A Deep Learning Method for Pneumoconiosis Staging on Chest X-Ray under Label Noise
Author(s) -
Wenjian Sun,
Dongsheng Wu,
Jiang Shen,
Yang Luo,
Hao Wang,
Li Min,
Chunbo Luo
Publication year - 2025
Publication title -
ieee access
Language(s) - English
Resource type - Magazines
SCImago Journal Rank - 0.587
H-Index - 127
eISSN - 2169-3536
DOI - 10.1109/access.2025.3590783
Subject(s) - aerospace , bioengineering , communication, networking and broadcast technologies , components, circuits, devices and systems , computing and processing , engineered materials, dielectrics and plasmas , engineering profession , fields, waves and electromagnetics , general topics for engineers , geoscience , nuclear engineering , photonics and electrooptics , power, energy and industry applications , robotics and control systems , signal processing and analysis , transportation
The ambiguous properties of small opacities in pneumoconiosis chest radiographs can cause diagnostic drift, which in turn leads to the presence of noisy labels in the datasets collected from hospitals that can negatively impact the generalization of deep learning models.
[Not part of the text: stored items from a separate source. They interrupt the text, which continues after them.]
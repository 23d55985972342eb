use prometheus::{Encoder, HistogramOpts, HistogramVec, IntCounterVec, IntGauge, Opts, Registry, TextEncoder};

/// Metrics for the naming service and proxy: resolution counts and
/// latency, SOCKS5/HTTPS connection counts, and bridge byte counters.
/// Pull-only (text exposition); there is no push-gateway integration.
pub struct MetricsCollector {
    registry: Registry,

    pub resolutions_total: IntCounterVec,
    pub resolution_duration: HistogramVec,
    pub active_connections: IntGauge,
    pub bridge_ingress_bytes: IntCounterVec,
    pub bridge_egress_bytes: IntCounterVec,
}

impl MetricsCollector {
    pub fn new() -> anyhow::Result<Self> {
        let registry = Registry::new();

        let resolutions_total = IntCounterVec::new(
            Opts::new("zns_resolutions_total", "Total name resolutions by outcome").namespace("zns"),
            &["outcome"],
        )?;

        let resolution_duration = HistogramVec::new(
            HistogramOpts::new("zns_resolution_duration_seconds", "Name resolution latency")
                .namespace("zns")
                .buckets(vec![0.001, 0.005, 0.01, 0.025, 0.05, 0.1, 0.25, 0.5, 1.0, 2.5, 5.0, 10.0, 30.0]),
            &["outcome"],
        )?;

        let active_connections = IntGauge::new("zns_active_connections", "Number of active proxy connections")?;

        let bridge_ingress_bytes = IntCounterVec::new(
            Opts::new("zns_bridge_ingress_bytes_total", "Bytes read from upstream").namespace("zns"),
            &["legacy_hostname"],
        )?;

        let bridge_egress_bytes = IntCounterVec::new(
            Opts::new("zns_bridge_egress_bytes_total", "Bytes written to the client").namespace("zns"),
            &["legacy_hostname"],
        )?;

        registry.register(Box::new(resolutions_total.clone()))?;
        registry.register(Box::new(resolution_duration.clone()))?;
        registry.register(Box::new(active_connections.clone()))?;
        registry.register(Box::new(bridge_ingress_bytes.clone()))?;
        registry.register(Box::new(bridge_egress_bytes.clone()))?;

        Ok(Self {
            registry,
            resolutions_total,
            resolution_duration,
            active_connections,
            bridge_ingress_bytes,
            bridge_egress_bytes,
        })
    }

    pub fn record_resolution(&self, outcome: &str, duration_secs: f64) {
        self.resolutions_total.with_label_values(&[outcome]).inc();
        self.resolution_duration.with_label_values(&[outcome]).observe(duration_secs);
    }

    /// Prometheus text exposition, served by the admin/metrics endpoint.
    pub fn gather_text(&self) -> String {
        let encoder = TextEncoder::new();
        let metrics = self.registry.gather();
        let mut buffer = Vec::new();
        encoder.encode(&metrics, &mut buffer).unwrap_or_default();
        String::from_utf8(buffer).unwrap_or_default()
    }
}

impl Default for MetricsCollector {
    fn default() -> Self {
        Self::new().expect("failed to construct metrics registry")
    }
}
To tackle this issue, we propose COFINE, a novel coarse-to-fine noise-tolerant deep learning method for the staging of pneumoconiosis chest radiographs, which comprises two procedures: coarse screening and fine learning. In the coarse screening procedure, the proposed sample selection strategy divides the pneumoconiosis dataset into ‘confident’ and ‘less confident’ subsets based on the logical relationship between the prediction correctness and confidence of multiple expert networks. During the fine learning procedure, we apply two different strategies to fit the sample features in the above two subsets. For the samples in ‘confident’ subset, we specifically design a novel soft label relaxation learning strategy (SLRL) to mine the dominant features and overcome the overfitting problem caused by traditional one-hot labels. To parse the implicit features within the less-confident samples, the augmentation-base self-supervised learning method is employed. The proposed method achieves a sensitivity of 82.4% in identifying ‘stage-1’ cases, which is higher than that of other algorithms (70.6%), and is particular significant for clinical radiologists in pneumoconiosis staging.